* **EXERCISE REQUIREMENTS**
Copy each line of the records that includes "HashSet".
◇ ◇ ◇ ◇ ◇
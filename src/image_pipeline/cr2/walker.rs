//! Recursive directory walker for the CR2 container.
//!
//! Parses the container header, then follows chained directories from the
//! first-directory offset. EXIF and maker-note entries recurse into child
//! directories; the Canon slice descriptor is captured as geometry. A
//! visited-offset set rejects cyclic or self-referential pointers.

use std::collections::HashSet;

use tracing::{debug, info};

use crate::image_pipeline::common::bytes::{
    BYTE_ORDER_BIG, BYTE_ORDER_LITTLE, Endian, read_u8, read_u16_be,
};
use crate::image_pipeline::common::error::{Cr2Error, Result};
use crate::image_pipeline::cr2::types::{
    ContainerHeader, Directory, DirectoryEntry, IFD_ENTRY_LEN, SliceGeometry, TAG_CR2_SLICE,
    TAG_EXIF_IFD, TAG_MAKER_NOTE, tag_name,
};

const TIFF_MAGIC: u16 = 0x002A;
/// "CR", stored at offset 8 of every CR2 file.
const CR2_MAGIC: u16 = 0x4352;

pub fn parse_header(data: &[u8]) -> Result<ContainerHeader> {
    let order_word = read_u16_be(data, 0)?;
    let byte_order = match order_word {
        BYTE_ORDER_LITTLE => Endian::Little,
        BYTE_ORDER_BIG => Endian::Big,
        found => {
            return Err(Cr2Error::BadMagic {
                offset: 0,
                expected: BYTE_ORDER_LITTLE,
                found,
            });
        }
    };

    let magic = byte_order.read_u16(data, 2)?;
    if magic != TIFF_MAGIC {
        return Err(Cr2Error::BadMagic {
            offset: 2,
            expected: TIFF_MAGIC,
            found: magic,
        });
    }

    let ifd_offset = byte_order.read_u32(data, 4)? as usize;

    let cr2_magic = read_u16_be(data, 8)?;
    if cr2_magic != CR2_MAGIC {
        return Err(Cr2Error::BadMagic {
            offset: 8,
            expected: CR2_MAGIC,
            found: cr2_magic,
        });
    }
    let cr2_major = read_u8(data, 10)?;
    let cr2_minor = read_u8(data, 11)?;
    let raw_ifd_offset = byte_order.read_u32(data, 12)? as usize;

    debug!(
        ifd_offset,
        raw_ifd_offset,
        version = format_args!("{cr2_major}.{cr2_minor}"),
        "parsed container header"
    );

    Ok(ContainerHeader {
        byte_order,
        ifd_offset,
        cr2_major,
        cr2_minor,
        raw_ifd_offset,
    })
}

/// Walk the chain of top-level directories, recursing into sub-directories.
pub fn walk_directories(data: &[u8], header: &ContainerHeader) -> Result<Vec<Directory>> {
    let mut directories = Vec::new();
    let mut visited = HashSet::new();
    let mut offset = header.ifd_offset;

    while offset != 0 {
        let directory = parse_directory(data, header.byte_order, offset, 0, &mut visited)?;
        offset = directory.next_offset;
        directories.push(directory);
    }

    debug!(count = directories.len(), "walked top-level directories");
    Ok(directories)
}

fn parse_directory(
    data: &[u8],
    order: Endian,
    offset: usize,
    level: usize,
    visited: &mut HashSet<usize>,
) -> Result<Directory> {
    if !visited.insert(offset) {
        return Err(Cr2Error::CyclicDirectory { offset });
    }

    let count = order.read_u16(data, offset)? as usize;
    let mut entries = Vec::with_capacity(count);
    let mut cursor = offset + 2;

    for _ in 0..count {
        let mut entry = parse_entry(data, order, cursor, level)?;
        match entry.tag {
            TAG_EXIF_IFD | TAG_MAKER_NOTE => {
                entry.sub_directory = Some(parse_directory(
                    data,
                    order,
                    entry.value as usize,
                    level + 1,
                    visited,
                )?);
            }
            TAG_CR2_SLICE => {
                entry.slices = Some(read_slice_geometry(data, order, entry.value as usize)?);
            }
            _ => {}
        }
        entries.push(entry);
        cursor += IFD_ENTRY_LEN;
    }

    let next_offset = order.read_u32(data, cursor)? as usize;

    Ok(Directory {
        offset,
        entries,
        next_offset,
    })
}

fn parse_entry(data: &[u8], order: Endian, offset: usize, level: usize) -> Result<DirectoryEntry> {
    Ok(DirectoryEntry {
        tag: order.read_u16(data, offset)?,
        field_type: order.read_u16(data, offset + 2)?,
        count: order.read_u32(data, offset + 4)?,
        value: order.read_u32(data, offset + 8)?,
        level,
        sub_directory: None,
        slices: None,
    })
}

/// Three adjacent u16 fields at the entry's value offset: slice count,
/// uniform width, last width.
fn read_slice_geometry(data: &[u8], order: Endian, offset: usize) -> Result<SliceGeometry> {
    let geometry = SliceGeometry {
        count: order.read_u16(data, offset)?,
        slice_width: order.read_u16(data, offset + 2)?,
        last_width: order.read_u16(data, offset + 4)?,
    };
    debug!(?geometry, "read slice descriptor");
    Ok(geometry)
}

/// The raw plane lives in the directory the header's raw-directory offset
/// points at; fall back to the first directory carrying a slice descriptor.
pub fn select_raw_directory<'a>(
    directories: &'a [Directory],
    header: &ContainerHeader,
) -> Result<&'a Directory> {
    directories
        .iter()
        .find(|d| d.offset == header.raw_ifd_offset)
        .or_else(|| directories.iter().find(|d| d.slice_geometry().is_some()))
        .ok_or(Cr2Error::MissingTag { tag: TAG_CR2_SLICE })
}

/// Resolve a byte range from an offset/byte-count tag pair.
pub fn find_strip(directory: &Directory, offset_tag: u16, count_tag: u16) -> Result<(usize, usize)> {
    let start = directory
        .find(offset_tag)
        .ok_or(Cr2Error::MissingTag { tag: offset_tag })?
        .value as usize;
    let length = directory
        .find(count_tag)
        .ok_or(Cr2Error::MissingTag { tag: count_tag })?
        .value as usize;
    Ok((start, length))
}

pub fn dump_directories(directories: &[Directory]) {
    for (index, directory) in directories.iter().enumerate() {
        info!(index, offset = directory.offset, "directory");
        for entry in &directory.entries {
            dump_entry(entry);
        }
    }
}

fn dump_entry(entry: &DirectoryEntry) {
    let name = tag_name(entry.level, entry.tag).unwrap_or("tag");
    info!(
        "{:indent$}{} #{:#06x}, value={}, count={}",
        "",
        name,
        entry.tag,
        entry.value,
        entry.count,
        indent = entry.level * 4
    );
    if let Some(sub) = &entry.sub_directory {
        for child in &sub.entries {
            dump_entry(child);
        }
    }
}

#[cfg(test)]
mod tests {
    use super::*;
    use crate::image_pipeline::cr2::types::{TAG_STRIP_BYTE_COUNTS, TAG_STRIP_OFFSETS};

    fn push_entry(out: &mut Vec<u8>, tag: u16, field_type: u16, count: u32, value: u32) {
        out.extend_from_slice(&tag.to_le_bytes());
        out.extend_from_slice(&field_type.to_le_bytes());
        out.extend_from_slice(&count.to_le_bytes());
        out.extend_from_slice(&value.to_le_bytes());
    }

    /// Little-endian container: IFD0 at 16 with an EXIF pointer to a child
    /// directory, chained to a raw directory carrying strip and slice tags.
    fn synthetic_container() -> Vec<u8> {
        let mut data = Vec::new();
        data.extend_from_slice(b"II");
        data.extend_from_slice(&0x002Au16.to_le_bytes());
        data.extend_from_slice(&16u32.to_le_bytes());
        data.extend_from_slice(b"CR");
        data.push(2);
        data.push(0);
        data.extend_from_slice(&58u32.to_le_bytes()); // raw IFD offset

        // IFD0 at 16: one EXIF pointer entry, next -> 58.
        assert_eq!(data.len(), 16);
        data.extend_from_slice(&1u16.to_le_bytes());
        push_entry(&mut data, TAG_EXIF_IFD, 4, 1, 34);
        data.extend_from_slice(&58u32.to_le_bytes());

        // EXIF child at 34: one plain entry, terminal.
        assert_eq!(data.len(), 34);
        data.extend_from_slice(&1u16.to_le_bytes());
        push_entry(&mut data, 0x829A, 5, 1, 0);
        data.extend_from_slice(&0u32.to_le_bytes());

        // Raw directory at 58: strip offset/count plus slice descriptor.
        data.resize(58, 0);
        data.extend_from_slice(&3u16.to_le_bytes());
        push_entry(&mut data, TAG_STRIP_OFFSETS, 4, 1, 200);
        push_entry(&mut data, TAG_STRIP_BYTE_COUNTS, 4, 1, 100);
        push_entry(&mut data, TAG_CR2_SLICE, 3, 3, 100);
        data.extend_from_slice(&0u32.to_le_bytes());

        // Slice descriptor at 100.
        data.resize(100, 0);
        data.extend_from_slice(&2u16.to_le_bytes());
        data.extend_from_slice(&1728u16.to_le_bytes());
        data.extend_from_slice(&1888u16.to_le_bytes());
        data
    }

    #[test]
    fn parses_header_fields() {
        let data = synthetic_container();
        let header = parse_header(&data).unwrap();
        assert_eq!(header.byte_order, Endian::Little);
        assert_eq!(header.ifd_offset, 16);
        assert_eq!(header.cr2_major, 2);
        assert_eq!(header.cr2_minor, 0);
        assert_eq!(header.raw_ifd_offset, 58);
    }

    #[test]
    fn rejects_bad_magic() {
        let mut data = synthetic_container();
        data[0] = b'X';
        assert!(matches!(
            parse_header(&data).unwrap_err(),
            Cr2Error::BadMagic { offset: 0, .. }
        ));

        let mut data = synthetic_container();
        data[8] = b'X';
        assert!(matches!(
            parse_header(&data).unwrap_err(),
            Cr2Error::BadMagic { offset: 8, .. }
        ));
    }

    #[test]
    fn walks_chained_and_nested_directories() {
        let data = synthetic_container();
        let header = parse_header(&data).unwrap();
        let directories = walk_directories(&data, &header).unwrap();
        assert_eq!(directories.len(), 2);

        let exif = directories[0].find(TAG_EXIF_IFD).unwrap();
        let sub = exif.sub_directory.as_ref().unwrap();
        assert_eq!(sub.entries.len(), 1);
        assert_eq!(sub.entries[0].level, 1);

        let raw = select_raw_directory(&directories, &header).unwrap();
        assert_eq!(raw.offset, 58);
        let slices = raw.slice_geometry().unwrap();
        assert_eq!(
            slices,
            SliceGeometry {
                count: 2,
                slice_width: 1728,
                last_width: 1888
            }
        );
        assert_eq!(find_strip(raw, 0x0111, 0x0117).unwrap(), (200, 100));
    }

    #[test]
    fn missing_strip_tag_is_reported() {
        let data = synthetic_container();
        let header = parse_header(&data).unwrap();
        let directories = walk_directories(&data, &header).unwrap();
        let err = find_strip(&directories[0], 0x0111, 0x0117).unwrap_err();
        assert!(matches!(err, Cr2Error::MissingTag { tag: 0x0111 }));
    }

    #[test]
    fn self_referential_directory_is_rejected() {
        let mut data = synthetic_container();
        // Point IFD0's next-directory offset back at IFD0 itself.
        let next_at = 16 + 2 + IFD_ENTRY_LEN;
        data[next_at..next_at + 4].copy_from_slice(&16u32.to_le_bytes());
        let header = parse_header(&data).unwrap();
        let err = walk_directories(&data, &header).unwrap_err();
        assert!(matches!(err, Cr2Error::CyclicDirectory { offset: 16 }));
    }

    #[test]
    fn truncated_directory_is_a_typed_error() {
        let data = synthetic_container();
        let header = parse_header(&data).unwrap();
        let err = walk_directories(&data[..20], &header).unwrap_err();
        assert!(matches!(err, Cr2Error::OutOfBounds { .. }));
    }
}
◇ ◇ ◇ ◇ ◇
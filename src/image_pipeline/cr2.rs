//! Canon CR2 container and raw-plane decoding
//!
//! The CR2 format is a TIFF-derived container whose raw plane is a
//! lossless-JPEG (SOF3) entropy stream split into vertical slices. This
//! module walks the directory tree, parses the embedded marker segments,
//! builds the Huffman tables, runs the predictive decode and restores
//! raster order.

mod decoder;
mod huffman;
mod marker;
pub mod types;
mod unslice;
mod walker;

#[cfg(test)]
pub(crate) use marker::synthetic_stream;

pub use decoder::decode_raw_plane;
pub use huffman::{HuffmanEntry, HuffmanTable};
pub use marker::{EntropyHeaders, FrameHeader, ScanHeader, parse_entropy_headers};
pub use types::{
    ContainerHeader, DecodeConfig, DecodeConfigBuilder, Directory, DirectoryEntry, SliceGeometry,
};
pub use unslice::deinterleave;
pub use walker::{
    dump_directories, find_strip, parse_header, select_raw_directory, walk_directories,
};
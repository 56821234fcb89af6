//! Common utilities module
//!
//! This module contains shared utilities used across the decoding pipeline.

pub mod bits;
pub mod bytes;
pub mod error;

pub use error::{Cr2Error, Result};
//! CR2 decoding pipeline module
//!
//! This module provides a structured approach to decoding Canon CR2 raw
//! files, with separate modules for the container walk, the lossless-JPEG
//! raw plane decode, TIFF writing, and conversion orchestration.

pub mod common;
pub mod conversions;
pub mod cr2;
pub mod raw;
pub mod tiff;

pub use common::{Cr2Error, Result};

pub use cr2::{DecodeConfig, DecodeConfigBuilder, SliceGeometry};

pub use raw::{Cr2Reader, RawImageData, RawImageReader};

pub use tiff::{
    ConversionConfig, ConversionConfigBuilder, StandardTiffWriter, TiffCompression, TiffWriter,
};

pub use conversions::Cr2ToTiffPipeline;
◇ ◇ ◇ ◇ ◇
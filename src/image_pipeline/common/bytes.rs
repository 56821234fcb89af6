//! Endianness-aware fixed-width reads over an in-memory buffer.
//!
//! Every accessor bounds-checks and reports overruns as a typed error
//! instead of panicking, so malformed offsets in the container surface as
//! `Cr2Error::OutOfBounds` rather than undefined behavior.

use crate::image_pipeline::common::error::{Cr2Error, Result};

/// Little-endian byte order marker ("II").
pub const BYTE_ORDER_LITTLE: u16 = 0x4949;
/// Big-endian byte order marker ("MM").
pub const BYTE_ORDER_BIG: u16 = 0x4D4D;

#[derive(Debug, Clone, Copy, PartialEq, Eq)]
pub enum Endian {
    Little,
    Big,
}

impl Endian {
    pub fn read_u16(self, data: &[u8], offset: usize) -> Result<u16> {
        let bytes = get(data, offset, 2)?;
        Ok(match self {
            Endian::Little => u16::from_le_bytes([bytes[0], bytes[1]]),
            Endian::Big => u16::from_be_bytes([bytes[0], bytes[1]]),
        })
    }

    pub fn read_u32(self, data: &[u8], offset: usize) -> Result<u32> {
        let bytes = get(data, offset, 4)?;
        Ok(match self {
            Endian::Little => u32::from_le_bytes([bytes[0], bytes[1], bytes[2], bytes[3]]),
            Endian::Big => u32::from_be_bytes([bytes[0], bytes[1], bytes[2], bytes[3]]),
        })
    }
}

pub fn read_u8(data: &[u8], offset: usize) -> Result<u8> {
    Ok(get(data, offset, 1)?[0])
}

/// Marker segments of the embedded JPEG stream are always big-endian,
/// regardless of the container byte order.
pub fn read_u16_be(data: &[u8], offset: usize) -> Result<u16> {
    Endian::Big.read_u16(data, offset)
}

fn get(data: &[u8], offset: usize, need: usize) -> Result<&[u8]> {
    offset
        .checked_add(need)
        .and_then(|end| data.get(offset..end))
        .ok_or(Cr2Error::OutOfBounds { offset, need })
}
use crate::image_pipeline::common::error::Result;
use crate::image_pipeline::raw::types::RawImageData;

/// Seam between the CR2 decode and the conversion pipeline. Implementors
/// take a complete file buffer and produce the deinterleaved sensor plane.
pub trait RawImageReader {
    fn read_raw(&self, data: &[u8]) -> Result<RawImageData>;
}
◇ ◇ ◇ ◇ ◇
* **EXERCISE SOLUTION**
use std::collections::HashSet;
    let mut visited = HashSet::new();
    visited: &mut HashSet<usize>,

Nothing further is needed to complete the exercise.